1: While I understand why you're comparing Mata to Hazard, Ozil and Silva, you have to understand the context of each team the player is playing within. Eden Hazard was playing for the champions, David Silva for last season's champions and Ozil for the team who had won the FA Cup twice on the bounce. All three teams finished above Utd. Mata, however, was playing for a team that was recovering from its worst season in decades and was still very much in its rebuilding phase.
Our most creative player last season was Di Maria, who created 'only' 51 chances. Juan Mata was second with 50. The problem last season was not Juan Mata not creating enough, it was our entire team not creating enough.
When compared with Herrera, Young, Di Maria and Herrera, players in the Utd team he should be realistically competing against, he scored more goals, was 2nd in terms of key passes, had the highest pass completion % and was 2nd in terms of chances created.
I completely disagree with your last sentence, too. I remember when we used to park the bus against Chelsea when Mata was at his pomp, and he still always tore us to shreds.
2: You're asserting that
one player is responsible for how the entire team plays, when that player is playing for the absolute 'system over individual' manager?
Unless I'm misunderstanding what a "Successful Take On" is according to Squawka, Mata actually has a higher % of them per game than Young?
The entire paragraph about his strength is based on nothing. You've backed up your claim that he will lose possession two or three times a match in dangerous positions with nothing, he played about ten minutes against Leicester and it's incredibly harsh to use somebody's pre-season form against them - it's pre-season.
His height hasn't been that much a problem for us. We don't use the crossfield switch of play that much - any long ball we do is a lump towards Fellaini.
3: Ashley Young's workrate isn't actually anywhere near as good as you think it is. In terms of average distance covered on the pitch per 90 minutes, Young is the 8th hardest working player.
Juan Mata is the hardest working player, and by quite a distance.
Although his tackling and interception stats won't be as good as Young, a player who has played parts of the season as a full back and wing back, Mata has improved immensely on his defensive game.
And you say Sanchez and Hazard ran riot down our right flank, but what's this based on? We lost to each team once - against Chelsea Herrera let Hazard run and he scored, and Mata didn't get on the field when we lost against Arsenal. And it wouldn't be Mata's job to mark Hazard or Sanchez anyway, that has always been the job of the right back. For instance, if you watch our games against Arsenal, LVG assigns Valencia to aggressively mark Sanchez and to even follow him around the pitch.
Mata's position isn't tactically obsolete, in my opinion. Our best football last season was borne out of his relationship with Herrera, when Mata was deployed on the right and allowed to drift.

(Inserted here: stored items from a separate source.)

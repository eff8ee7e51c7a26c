// Copyright (c) Microsoft Corporation. All rights reserved.
// Licensed under the MIT License.

//! Session tokens for a single partition key range.

use std::{cmp, fmt, str::FromStr};

use super::{SessionTokenError, VectorSessionToken};
use crate::{Lsn, PartitionKeyRangeId};

/// The progress recorded for one partition key range.
#[derive(Debug, Clone, PartialEq, Eq)]
pub enum SessionTokenValue {
    /// A single LSN, as returned by single-write-region accounts, e.g. `100`.
    Simple(Lsn),
    /// A vector token, e.g. `1#100#3=90`.
    Vector(VectorSessionToken),
}

impl SessionTokenValue {
    /// The global LSN recorded by this value.
    pub fn global_lsn(&self) -> Lsn {
        match self {
            SessionTokenValue::Simple(lsn) => *lsn,
            SessionTokenValue::Vector(vector) => vector.global_lsn,
        }
    }

    /// Merges two values, keeping the higher progress.
    ///
    /// Values that can't be merged field by field fall back to the higher global LSN, with ties
    /// broken by the textual form so the result doesn't depend on argument order.
    pub fn merge(self, other: SessionTokenValue) -> SessionTokenValue {
        match (self, other) {
            (SessionTokenValue::Simple(a), SessionTokenValue::Simple(b)) => {
                SessionTokenValue::Simple(cmp::max(a, b))
            }
            (SessionTokenValue::Vector(a), SessionTokenValue::Vector(b)) => {
                match a.clone().merge(b.clone()) {
                    Ok(merged) => SessionTokenValue::Vector(merged),
                    Err(e) => {
                        tracing::debug!(error = %e, "falling back to highest global LSN");
                        Self::pick_higher(
                            SessionTokenValue::Vector(a),
                            SessionTokenValue::Vector(b),
                        )
                    }
                }
            }
            (a, b) => Self::pick_higher(a, b),
        }
    }

    fn pick_higher(a: SessionTokenValue, b: SessionTokenValue) -> SessionTokenValue {
        match a.global_lsn().cmp(&b.global_lsn()) {
            cmp::Ordering::Greater => a,
            cmp::Ordering::Less => b,
            cmp::Ordering::Equal if a.to_string() >= b.to_string() => a,
            cmp::Ordering::Equal => b,
        }
    }
}

impl FromStr for SessionTokenValue {
    type Err = SessionTokenError;

    fn from_str(s: &str) -> Result<Self, Self::Err> {
        if s.is_empty() {
            return Err(SessionTokenError::MissingComponents);
        }
        if s.contains('#') {
            return s.parse().map(SessionTokenValue::Vector);
        }
        if !s.bytes().all(|b| b.is_ascii_digit()) {
            return Err(SessionTokenError::InvalidLsn(s.to_string()));
        }
        s.parse()
            .map(|lsn| SessionTokenValue::Simple(Lsn::new(lsn)))
            .map_err(|_| SessionTokenError::InvalidLsn(s.to_string()))
    }
}

impl fmt::Display for SessionTokenValue {
    fn fmt(&self, f: &mut fmt::Formatter<'_>) -> fmt::Result {
        match self {
            SessionTokenValue::Simple(lsn) => write!(f, "{}", lsn.value()),
            SessionTokenValue::Vector(vector) => fmt::Display::fmt(vector, f),
        }
    }
}

/// A partition-local session token: `{pkrange_id}:{value}`, e.g. `0:100` or `42:1#123#4=500`.
#[derive(Debug, Clone, PartialEq, Eq)]
pub struct PartitionSessionToken {
    pub pkrange_id: PartitionKeyRangeId,
    pub value: SessionTokenValue,
}

impl PartitionSessionToken {
    /// Merges two tokens for the same partition key range.
    pub fn merge(self, other: PartitionSessionToken) -> PartitionSessionToken {
        debug_assert_eq!(self.pkrange_id, other.pkrange_id);
        PartitionSessionToken {
            pkrange_id: self.pkrange_id,
            value: self.value.merge(other.value),
        }
    }
}

impl FromStr for PartitionSessionToken {
    type Err = SessionTokenError;

    fn from_str(s: &str) -> Result<Self, Self::Err> {
        if s.is_empty() {
            return Err(SessionTokenError::EmptyInput);
        }
        let (pkrange_part, value_part) = s
            .split_once(':')
            .ok_or(SessionTokenError::MissingComponents)?;
        if pkrange_part.is_empty() {
            return Err(SessionTokenError::MissingComponents);
        }

        Ok(PartitionSessionToken {
            pkrange_id: PartitionKeyRangeId::new(pkrange_part.to_string()),
            value: value_part.parse()?,
        })
    }
}

impl fmt::Display for PartitionSessionToken {
    fn fmt(&self, f: &mut fmt::Formatter<'_>) -> fmt::Result {
        write!(f, "{}:{}", self.pkrange_id.value(), self.value)
    }
}

#[cfg(test)]
mod tests {
    use super::*;

    fn token(s: &str) -> PartitionSessionToken {
        s.parse().unwrap()
    }

    #[test]
    fn parse_simple_and_vector_tokens() {
        let simple = token("0:150");
        assert_eq!(simple.pkrange_id.value(), "0");
        assert_eq!(simple.value, SessionTokenValue::Simple(Lsn::new(150)));

        let vector = token("42:1#123#4=500#5=600");
        assert_eq!(vector.pkrange_id.value(), "42");
        assert_eq!(vector.value.global_lsn(), Lsn::new(123));
        assert_eq!(vector.to_string(), "42:1#123#4=500#5=600");
    }

    #[test]
    fn parse_errors() {
        assert_eq!(
            "".parse::<PartitionSessionToken>().unwrap_err(),
            SessionTokenError::EmptyInput
        );
        assert_eq!(
            "42#1#123".parse::<PartitionSessionToken>().unwrap_err(),
            SessionTokenError::MissingComponents
        );
        assert_eq!(
            ":1#123".parse::<PartitionSessionToken>().unwrap_err(),
            SessionTokenError::MissingComponents
        );
        assert_eq!(
            "42:".parse::<PartitionSessionToken>().unwrap_err(),
            SessionTokenError::MissingComponents
        );
        assert_eq!(
            "42:abc".parse::<PartitionSessionToken>().unwrap_err(),
            SessionTokenError::InvalidLsn("abc".into())
        );
    }

    #[test]
    fn simple_merge_keeps_max() {
        assert_eq!(token("0:150").merge(token("0:100")), token("0:150"));
        assert_eq!(token("0:80").merge(token("0:100")), token("0:100"));
    }

    #[test]
    fn incompatible_vectors_fall_back_to_global_lsn() {
        let a = token("0:2#1000#100=500");
        let b = token("0:2#1200#200=600");
        assert_eq!(a.clone().merge(b.clone()), b);
        assert_eq!(b.clone().merge(a), b);
    }

    #[test]
    fn mixed_merge_is_commutative() {
        let simple = token("0:100");
        let vector = token("0:1#100");
        assert_eq!(
            simple.clone().merge(vector.clone()),
            vector.clone().merge(simple.clone())
        );
        assert_eq!(token("0:99").merge(vector.clone()), vector);
    }
}
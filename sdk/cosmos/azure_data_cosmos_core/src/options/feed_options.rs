// Copyright (c) Microsoft Corporation. All rights reserved.
// Licensed under the MIT License.

use azure_core::http::headers::Headers;

use crate::{pipeline::AbortSignal, AccessCondition, ConsistencyLevel, PartitionKey};

/// Options for queries and read feeds.
#[derive(Clone, Debug, Default)]
pub struct FeedOptions {
    /// Resume from a continuation token returned by an earlier page.
    pub continuation: Option<String>,
    /// Maximum number of items per page (`x-ms-max-item-count`).
    pub max_item_count: Option<i32>,
    /// Number of partition key ranges fetched concurrently by each cross-partition page.
    ///
    /// `None` fetches one range at a time; `Some(0)` fetches every remaining range.
    pub max_degree_of_parallelism: Option<usize>,
    /// Allow a query without a partition key to fan out across partitions.
    pub enable_cross_partition_query: bool,
    pub enable_scan_in_query: bool,
    pub populate_query_metrics: bool,
    /// Pin the query to a single logical partition.
    pub partition_key: Option<PartitionKey>,
    pub session_token: Option<String>,
    pub consistency_level: Option<ConsistencyLevel>,
    pub access_condition: Option<AccessCondition>,
    pub initial_headers: Headers,
    pub abort_signal: Option<AbortSignal>,
}

impl FeedOptions {
    /// Creates a new [`FeedOptionsBuilder`] that can be used to construct a [`FeedOptions`].
    ///
    /// # Examples
    ///
    /// ```rust
    /// let options = azure_data_cosmos_core::FeedOptions::builder()
    ///     .with_max_item_count(10)
    ///     .with_cross_partition_query(true)
    ///     .build();
    /// assert_eq!(options.max_item_count, Some(10));
    /// ```
    pub fn builder() -> FeedOptionsBuilder {
        FeedOptionsBuilder::default()
    }

    /// The number of ranges a cross-partition page fetches concurrently, given `available` ranges.
    pub(crate) fn effective_parallelism(&self, available: usize) -> usize {
        match self.max_degree_of_parallelism {
            None => 1.min(available),
            Some(0) => available,
            Some(n) => n.min(available),
        }
    }
}

/// Builder used to construct a [`FeedOptions`].
///
/// Obtain a [`FeedOptionsBuilder`] by calling [`FeedOptions::builder()`]
#[derive(Default)]
pub struct FeedOptionsBuilder(FeedOptions);

impl FeedOptionsBuilder {
    pub fn with_continuation(&mut self, continuation: impl Into<String>) -> &mut Self {
        self.0.continuation = Some(continuation.into());
        self
    }

    pub fn with_max_item_count(&mut self, max_item_count: i32) -> &mut Self {
        self.0.max_item_count = Some(max_item_count);
        self
    }

    pub fn with_max_degree_of_parallelism(&mut self, degree: usize) -> &mut Self {
        self.0.max_degree_of_parallelism = Some(degree);
        self
    }

    pub fn with_cross_partition_query(&mut self, enable: bool) -> &mut Self {
        self.0.enable_cross_partition_query = enable;
        self
    }

    pub fn with_partition_key(&mut self, partition_key: PartitionKey) -> &mut Self {
        self.0.partition_key = Some(partition_key);
        self
    }

    pub fn with_session_token(&mut self, session_token: impl Into<String>) -> &mut Self {
        self.0.session_token = Some(session_token.into());
        self
    }

    pub fn with_abort_signal(&mut self, signal: AbortSignal) -> &mut Self {
        self.0.abort_signal = Some(signal);
        self
    }

    /// Builds a [`FeedOptions`] from the builder.
    ///
    /// This does not consume the builder, and can be called multiple times.
    pub fn build(&self) -> FeedOptions {
        self.0.clone()
    }
}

He's a brilliant player with a brilliant footballing mind: he understands at every point what position he should be and what his next pass will be; he knows how to time his runs into the box, hence why he's such a consistent goal-scorer; and he knows what's needed at any given point in the game, whether we should speed the game up or slow the game down. The problems you're criticising Mata for are either issues we had throughout the team for the entire season or issues you're inventing.